Below are the entries. Transcribe exactly the lines from the one with "let slot = base.wrapping_add(U256::from(index /" through the one with "pub fn extract_bytes(word: &B256, offset: u8, width: usize)", ends included, and leave out all others.

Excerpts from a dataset
━━━━━━━━

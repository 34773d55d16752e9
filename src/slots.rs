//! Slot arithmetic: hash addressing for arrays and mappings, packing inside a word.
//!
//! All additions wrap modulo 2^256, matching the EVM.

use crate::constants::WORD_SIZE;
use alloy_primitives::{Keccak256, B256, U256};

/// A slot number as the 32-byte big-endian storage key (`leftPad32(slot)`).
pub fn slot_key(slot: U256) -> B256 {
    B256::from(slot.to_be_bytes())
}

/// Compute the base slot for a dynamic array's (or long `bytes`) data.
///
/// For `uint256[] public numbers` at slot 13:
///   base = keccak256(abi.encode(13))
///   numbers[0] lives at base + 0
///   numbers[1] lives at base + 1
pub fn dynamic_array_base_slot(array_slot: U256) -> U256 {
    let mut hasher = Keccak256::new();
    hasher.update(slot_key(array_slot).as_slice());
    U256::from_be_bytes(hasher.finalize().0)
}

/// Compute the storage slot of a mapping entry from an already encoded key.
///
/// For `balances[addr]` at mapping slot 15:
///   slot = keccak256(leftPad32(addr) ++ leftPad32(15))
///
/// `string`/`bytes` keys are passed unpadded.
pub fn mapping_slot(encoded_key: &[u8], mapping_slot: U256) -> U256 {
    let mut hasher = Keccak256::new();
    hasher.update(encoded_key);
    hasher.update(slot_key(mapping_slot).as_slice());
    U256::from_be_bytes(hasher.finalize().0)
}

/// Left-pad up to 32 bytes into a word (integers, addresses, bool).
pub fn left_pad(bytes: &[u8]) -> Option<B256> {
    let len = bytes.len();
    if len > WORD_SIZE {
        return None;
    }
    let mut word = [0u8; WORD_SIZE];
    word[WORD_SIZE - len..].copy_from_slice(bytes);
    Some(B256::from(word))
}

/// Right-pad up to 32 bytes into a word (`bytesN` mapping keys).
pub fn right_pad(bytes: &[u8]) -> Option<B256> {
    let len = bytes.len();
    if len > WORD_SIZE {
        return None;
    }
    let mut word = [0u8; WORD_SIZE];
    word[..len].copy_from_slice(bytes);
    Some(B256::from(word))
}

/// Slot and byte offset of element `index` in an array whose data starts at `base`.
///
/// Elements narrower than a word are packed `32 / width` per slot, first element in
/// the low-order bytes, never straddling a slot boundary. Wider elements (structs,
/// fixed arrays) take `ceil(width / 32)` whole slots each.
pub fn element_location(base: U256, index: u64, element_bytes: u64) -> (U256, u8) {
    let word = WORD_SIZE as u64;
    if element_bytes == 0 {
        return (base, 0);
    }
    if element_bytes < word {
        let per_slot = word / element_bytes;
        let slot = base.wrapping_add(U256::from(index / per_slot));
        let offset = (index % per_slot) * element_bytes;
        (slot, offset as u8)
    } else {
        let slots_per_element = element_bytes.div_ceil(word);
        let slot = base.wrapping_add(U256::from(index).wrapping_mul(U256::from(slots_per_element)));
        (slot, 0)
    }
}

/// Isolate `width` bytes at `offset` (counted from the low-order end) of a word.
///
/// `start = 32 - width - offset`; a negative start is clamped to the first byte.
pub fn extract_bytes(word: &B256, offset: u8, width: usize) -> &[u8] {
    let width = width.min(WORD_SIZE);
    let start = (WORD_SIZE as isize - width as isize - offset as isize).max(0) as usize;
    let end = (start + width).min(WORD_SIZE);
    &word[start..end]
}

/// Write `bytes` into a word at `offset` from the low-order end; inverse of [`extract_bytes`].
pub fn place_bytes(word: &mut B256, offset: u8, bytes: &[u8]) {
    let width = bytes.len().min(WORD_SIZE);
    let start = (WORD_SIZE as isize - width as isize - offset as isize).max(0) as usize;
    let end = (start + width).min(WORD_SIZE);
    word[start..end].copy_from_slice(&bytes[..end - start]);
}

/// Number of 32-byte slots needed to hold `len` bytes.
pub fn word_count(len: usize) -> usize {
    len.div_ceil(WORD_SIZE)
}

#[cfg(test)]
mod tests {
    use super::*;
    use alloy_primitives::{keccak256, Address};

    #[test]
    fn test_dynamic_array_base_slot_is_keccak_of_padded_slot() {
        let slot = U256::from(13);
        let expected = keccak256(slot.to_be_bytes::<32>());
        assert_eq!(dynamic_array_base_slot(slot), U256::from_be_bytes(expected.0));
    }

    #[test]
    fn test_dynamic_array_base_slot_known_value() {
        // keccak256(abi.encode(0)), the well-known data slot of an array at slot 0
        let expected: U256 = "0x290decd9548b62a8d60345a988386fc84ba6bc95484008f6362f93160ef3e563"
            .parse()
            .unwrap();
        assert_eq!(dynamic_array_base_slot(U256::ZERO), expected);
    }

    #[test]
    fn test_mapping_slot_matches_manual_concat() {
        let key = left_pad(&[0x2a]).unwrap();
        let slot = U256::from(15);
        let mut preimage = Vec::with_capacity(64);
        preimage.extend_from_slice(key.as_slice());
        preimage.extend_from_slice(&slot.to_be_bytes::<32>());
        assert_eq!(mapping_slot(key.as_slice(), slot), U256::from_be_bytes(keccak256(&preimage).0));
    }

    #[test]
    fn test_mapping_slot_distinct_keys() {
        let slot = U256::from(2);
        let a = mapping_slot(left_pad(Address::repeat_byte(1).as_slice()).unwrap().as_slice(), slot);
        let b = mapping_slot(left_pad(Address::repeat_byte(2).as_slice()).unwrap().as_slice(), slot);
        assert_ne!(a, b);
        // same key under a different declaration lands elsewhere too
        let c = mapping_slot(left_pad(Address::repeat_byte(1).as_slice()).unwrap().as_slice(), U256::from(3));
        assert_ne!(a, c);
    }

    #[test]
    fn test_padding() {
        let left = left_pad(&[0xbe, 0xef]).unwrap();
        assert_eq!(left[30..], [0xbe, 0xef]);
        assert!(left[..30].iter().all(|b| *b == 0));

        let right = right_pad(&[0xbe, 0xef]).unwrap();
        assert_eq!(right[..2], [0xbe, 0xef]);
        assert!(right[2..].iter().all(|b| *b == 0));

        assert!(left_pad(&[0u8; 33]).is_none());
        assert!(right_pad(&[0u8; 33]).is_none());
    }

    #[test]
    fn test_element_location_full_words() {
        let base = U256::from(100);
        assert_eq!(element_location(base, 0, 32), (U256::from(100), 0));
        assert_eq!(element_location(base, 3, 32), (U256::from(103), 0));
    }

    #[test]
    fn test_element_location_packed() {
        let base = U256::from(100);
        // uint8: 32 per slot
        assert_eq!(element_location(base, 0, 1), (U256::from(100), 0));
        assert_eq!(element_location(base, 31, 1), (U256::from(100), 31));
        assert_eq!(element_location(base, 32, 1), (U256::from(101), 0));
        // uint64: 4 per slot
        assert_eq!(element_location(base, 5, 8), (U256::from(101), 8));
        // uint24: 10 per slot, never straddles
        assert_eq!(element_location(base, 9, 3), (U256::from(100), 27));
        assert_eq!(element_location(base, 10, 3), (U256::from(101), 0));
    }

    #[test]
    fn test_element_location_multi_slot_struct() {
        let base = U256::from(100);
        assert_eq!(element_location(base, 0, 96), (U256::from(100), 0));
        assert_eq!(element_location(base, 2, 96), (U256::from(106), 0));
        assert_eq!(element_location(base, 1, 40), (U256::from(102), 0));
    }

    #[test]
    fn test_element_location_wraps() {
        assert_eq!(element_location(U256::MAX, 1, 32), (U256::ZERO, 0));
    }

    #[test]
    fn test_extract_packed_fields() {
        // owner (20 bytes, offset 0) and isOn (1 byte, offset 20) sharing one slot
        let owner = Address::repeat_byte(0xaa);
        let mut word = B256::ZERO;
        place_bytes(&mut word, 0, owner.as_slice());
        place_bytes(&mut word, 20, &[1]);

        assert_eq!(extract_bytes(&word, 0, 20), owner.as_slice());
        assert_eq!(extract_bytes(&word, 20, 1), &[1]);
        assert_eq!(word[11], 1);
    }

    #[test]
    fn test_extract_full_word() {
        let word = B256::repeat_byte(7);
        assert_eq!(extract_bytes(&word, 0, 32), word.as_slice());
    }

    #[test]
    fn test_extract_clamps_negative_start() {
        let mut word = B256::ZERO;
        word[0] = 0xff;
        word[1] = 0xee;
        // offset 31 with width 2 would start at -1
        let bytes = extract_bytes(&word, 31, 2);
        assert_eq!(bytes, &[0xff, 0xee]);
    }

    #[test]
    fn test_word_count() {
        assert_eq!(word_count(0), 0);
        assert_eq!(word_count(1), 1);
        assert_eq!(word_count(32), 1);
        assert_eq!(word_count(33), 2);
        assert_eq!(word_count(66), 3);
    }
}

━━━━━━━━

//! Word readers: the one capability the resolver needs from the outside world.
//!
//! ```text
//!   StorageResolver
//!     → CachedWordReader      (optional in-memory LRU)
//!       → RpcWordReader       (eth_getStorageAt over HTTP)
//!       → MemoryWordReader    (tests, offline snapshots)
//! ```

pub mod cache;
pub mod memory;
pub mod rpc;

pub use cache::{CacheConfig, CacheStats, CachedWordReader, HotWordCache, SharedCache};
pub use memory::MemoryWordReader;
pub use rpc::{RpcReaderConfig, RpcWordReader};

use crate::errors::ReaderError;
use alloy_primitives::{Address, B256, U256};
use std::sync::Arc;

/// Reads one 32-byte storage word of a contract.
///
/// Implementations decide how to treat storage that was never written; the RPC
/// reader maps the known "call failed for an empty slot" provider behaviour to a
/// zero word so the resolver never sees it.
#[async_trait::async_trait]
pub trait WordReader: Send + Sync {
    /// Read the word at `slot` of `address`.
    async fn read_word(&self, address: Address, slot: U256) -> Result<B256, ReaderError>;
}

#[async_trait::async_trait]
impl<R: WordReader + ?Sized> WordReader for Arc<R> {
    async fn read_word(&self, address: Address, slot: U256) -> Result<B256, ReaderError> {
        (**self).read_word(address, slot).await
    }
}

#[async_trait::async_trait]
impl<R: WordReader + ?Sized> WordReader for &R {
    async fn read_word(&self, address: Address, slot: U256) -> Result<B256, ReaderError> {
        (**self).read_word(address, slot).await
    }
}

━━━━━━━━

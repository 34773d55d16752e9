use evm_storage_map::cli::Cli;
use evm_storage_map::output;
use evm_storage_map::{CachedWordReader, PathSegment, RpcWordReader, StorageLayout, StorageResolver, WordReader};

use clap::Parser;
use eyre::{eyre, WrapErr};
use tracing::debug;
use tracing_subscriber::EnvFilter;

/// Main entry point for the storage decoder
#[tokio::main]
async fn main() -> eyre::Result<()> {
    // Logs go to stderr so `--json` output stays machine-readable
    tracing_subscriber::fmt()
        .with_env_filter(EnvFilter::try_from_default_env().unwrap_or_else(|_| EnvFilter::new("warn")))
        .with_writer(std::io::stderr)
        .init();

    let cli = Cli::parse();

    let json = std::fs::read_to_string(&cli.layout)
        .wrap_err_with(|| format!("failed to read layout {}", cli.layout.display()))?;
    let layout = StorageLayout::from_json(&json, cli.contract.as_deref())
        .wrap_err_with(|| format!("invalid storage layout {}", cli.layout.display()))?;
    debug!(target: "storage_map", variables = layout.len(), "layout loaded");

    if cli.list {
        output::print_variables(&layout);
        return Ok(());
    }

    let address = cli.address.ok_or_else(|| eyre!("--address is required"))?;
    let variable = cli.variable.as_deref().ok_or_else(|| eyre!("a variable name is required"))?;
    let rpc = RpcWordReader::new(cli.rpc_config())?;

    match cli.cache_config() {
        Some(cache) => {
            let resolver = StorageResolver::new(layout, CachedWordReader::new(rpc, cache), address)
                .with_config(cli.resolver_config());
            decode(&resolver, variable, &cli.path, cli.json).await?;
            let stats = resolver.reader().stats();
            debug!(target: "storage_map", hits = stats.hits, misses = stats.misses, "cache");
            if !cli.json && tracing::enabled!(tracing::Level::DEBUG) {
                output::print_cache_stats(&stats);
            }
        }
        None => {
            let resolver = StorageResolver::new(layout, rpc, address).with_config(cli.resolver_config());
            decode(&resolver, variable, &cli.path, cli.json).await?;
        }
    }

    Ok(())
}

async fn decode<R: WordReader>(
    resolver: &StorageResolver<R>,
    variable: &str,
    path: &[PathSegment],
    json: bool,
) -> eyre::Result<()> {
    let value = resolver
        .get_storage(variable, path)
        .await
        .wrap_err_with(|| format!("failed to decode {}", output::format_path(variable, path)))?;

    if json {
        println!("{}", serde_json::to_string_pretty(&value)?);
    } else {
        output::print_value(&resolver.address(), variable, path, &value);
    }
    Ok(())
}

━━━━━━━━

▶ **Task solution**:
        let slot = base.wrapping_add(U256::from(index / per_slot));
        let offset = (index % per_slot) * element_bytes;
        (slot, offset as u8)
    } else {
        let slots_per_element = element_bytes.div_ceil(word);
        let slot = base.wrapping_add(U256::from(index).wrapping_mul(U256::from(slots_per_element)));
        (slot, 0)
    }
}

/// Isolate `width` bytes at `offset` (counted from the low-order end) of a word.
///
/// `start = 32 - width - offset`; a negative start is clamped to the first byte.
pub fn extract_bytes(word: &B256, offset: u8, width: usize) -> &[u8] {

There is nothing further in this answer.